I keep running into this error:
RuntimeError: Trying to backward through the graph a second time, but the buffers have already been freed. Specify retain_graph=True when calling backward the first time.
Here is the main of my function
for epoch in range(300): # again, normally you would NOT do 300 epochs, it is toy data
states = None #torch.empty().to(device)
for idx, image in enumerate(loader):
# Step 1. Remember that Pytorch accumulates gradients.
# We need to clear them out before each instance
# Step 3. Run our forward pass.
tensor = image[0].clone().to(device)
if states is None:
states = prednet.get_initial_states(tensor)
prednet.zero_grad()
# tensor = tensor.reshape(tensor.shape[0],1,tensor.shape[1],tensor.shape[2],tensor.shape[3])
tag_scores, states = prednet(tensor, states)
# Step 4. Compute the loss, gradients, and update the parameters by
# calling optimizer.step()
loss = loss_function(tag_scores, torch.zeros_like(tag_scores))
print(loss)
loss.backward(retain_graph=True)
for state in states:
state.detach()
optimizer.step()
print('1 backward')
torch.cuda.empty_cache()
Here is the forward function:
def forward(self, a, states = None):
r_tm1 = states[:self.nb_layers]
c_tm1 = states[self.nb_layers:2*self.nb_layers]
e_tm1 = states[2*self.nb_layers:3*self.nb_layers]
if self.extrap_start_time is not None:
t = states[-1].copy()
a = torch.switch(t >= self.t_extrap, states[-2], a) # if past self.extrap_start_time, the previous prediction will be treated as the actual
c = []
r = []
e = []
for l in reversed(range(self.nb_layers)):
inputs = [r_tm1[l], e_tm1[l]]
if l < self.nb_layers - 1:
inputs.append(r_up)
inputs = torch.cat(inputs, self.channel_axis)
# print(inputs.shape)
i = self.conv_layers['i'][l](inputs)
f = self.conv_layers['f'][l](inputs)
o = self.conv_layers['o'][l](inputs)
# print('i',torch.isnan(i).any())
# print('f',torch.isnan(f).any())
# print('o',torch.isnan(o).any())
# print('c',torch.isnan(o).any())
# print('c',torch.isnan(self.conv_layers['c'][l](inputs)).any())
_c = f * c_tm1[l] + i * self.conv_layers['c'][l](inputs)
_r = o * self.LSTM_activation(_c)
c.insert(0, _c)
r.insert(0, _r)
if l > 0:
r_up = self.upsample(_r)
for l in range(self.nb_layers):
ahat = self.conv_layers['ahat'][l](r[l])
if l == 0:
value = torch.Tensor([self.pixel_max]).to(device)
ahat = torch.min(ahat, value.expand_as(ahat))
frame_prediction = ahat
# compute errors
e_up = self.error_activation(ahat - a)
e_down = self.error_activation(a - ahat)
e.append(torch.cat((e_up, e_down), dim=self.channel_axis))

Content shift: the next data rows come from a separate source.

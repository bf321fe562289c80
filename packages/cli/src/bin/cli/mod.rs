// ABOUTME: Shared CLI plumbing: gateway connection flags and proxy construction
// ABOUTME: Command groups live in the sandbox and asr submodules

use anyhow::Context;
use clap::Args;
use sandgate_config::constants::{SANDBOX_GATEWAY_ENABLED, SANDBOX_GATEWAY_TOKEN};
use sandgate_config::{env_flag, env_string};
use sandgate_sandbox::{GatewayConfig, GatewayConfigBuilder, GatewayProxy, SharedConfig};

pub mod asr;
pub mod sandbox;
pub mod utils;

/// Connection flags accepted by every command
#[derive(Debug, Args)]
pub struct GatewayArgs {
    /// Gateway base URL (overrides SANDBOX_GATEWAY_URL)
    #[arg(long, global = true)]
    pub gateway_url: Option<String>,

    /// Gateway token (overrides SANDBOX_GATEWAY_TOKEN)
    #[arg(long, global = true)]
    pub token: Option<String>,

    /// Print raw JSON instead of formatted output
    #[arg(long, global = true)]
    pub json: bool,
}

impl GatewayArgs {
    /// Resolve the gateway configuration, flags first, then environment
    pub fn config(&self) -> anyhow::Result<GatewayConfig> {
        let mut config = match &self.gateway_url {
            Some(url) => GatewayConfigBuilder::new(url)
                .token(env_string(SANDBOX_GATEWAY_TOKEN).unwrap_or_default())
                .enabled(env_flag(SANDBOX_GATEWAY_ENABLED, true))
                .build()
                .context("Invalid --gateway-url")?,
            None => GatewayConfig::from_env().context("Failed to load gateway configuration")?,
        };

        if let Some(token) = &self.token {
            config.token = token.clone();
        }
        Ok(config)
    }

    pub fn proxy(&self) -> anyhow::Result<GatewayProxy> {
        let shared = SharedConfig::new(self.config()?)?;
        Ok(GatewayProxy::new(shared)?)
    }
}
// ABOUTME: Output helpers shared by CLI commands
// ABOUTME: Renders envelopes and job responses as tables, colored text or raw JSON

use chrono::DateTime;
use colored::*;
use comfy_table::{modifiers::UTF8_ROUND_CORNERS, presets::UTF8_FULL, ContentArrangement, Table};
use sandgate_sandbox::{JobResponse, JobState, ResultEnvelope, SandboxDescriptor, SandboxStatus};
use serde::Serialize;

pub fn print_json<T: Serialize>(value: &T) -> anyhow::Result<()> {
    println!("{}", serde_json::to_string_pretty(value)?);
    Ok(())
}

/// Print a lifecycle envelope; a failed envelope becomes the command error
pub fn report_envelope(title: &str, envelope: &ResultEnvelope, json: bool) -> anyhow::Result<()> {
    if json {
        print_json(envelope)?;
    } else if envelope.success {
        println!("{}", title.blue().bold());
        println!();
        println!("{}", sandbox_table(&envelope.data));
    }

    if !envelope.success {
        anyhow::bail!("[{}] {}", envelope.code, envelope.message);
    }
    Ok(())
}

/// Print a job response; a failed call becomes the command error
pub fn report_job(title: &str, response: &JobResponse, json: bool) -> anyhow::Result<()> {
    if json {
        print_json(response)?;
    } else if response.is_success() {
        println!("{} {}", title.blue().bold(), job_state_label(response));
        if !response.file_path.is_empty() {
            println!("  File: {}", response.file_path.cyan());
        }
        if !response.message.is_empty() {
            println!("  {}", response.message.dimmed());
        }
    }

    if !response.is_success() {
        anyhow::bail!("[{}] {}", response.code, response.message);
    }
    Ok(())
}

pub fn sandbox_table(descriptor: &SandboxDescriptor) -> Table {
    let mut table = Table::new();
    table
        .load_preset(UTF8_FULL)
        .apply_modifier(UTF8_ROUND_CORNERS)
        .set_content_arrangement(ContentArrangement::Dynamic);

    table.set_header(vec!["Sandbox ID", "Status", "IP Address", "Created"]);
    table.add_row(vec![
        or_dash(&descriptor.sandbox_id),
        status_label(descriptor.status).to_string(),
        or_dash(&descriptor.ip_address),
        format_timestamp(descriptor.created_at),
    ]);

    for (key, value) in &descriptor.extra {
        table.add_row(vec![key.clone(), value.to_string(), String::new(), String::new()]);
    }
    table
}

pub fn status_label(status: SandboxStatus) -> ColoredString {
    match status {
        SandboxStatus::Running => status.as_str().green().bold(),
        SandboxStatus::Exited => status.as_str().yellow(),
        SandboxStatus::Unknown => status.as_str().dimmed(),
    }
}

fn job_state_label(response: &JobResponse) -> ColoredString {
    let status = if response.status.is_empty() {
        "unknown"
    } else {
        response.status.as_str()
    };

    match response.state() {
        JobState::Completed => status.green().bold(),
        JobState::Processing => status.cyan(),
        JobState::Cancelled => status.yellow(),
        JobState::Error => status.red().bold(),
        JobState::Other(_) => status.normal(),
    }
}

/// Format seconds since the epoch as a UTC wall-clock time
pub fn format_timestamp(seconds: f64) -> String {
    let whole = seconds.trunc() as i64;
    let nanos = (seconds.fract() * 1e9) as u32;
    DateTime::from_timestamp(whole, nanos)
        .map(|dt| dt.format("%Y-%m-%d %H:%M:%S UTC").to_string())
        .unwrap_or_else(|| seconds.to_string())
}

fn or_dash(value: &str) -> String {
    if value.is_empty() {
        "-".to_string()
    } else {
        value.to_string()
    }
}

if l < self.nb_layers - 1:
a = self.conv_layers['a'][l](e[l])
a = self.pool(a) # target for next layer
if self.output_mode == 'prediction':
output = frame_prediction
else:
for l in range(self.nb_layers):
layer_error = torch.mean(torch.flatten(e[l],start_dim=1), dim=-1, keepdim = True)
if l == 0:
all_error = layer_error
else:
all_error = torch.cat((all_error, layer_error), dim=-1)
if self.output_mode == 'error' and image_n ==0:
output = all_error
output = output.unsqueeze(1)
# elif self.output_mode == 'error':
# all_error = all_error.unsqueeze(1)
# output = torch.cat((output, all_error), dim=1)
else:
output = torch.cat((torch.flatten(frame_prediction, start_dim=1), all_error), dim=-1)
states = r + c + e
if self.extrap_start_time is not None:
states += [frame_prediction, t + 1]
# return output, states
return output, states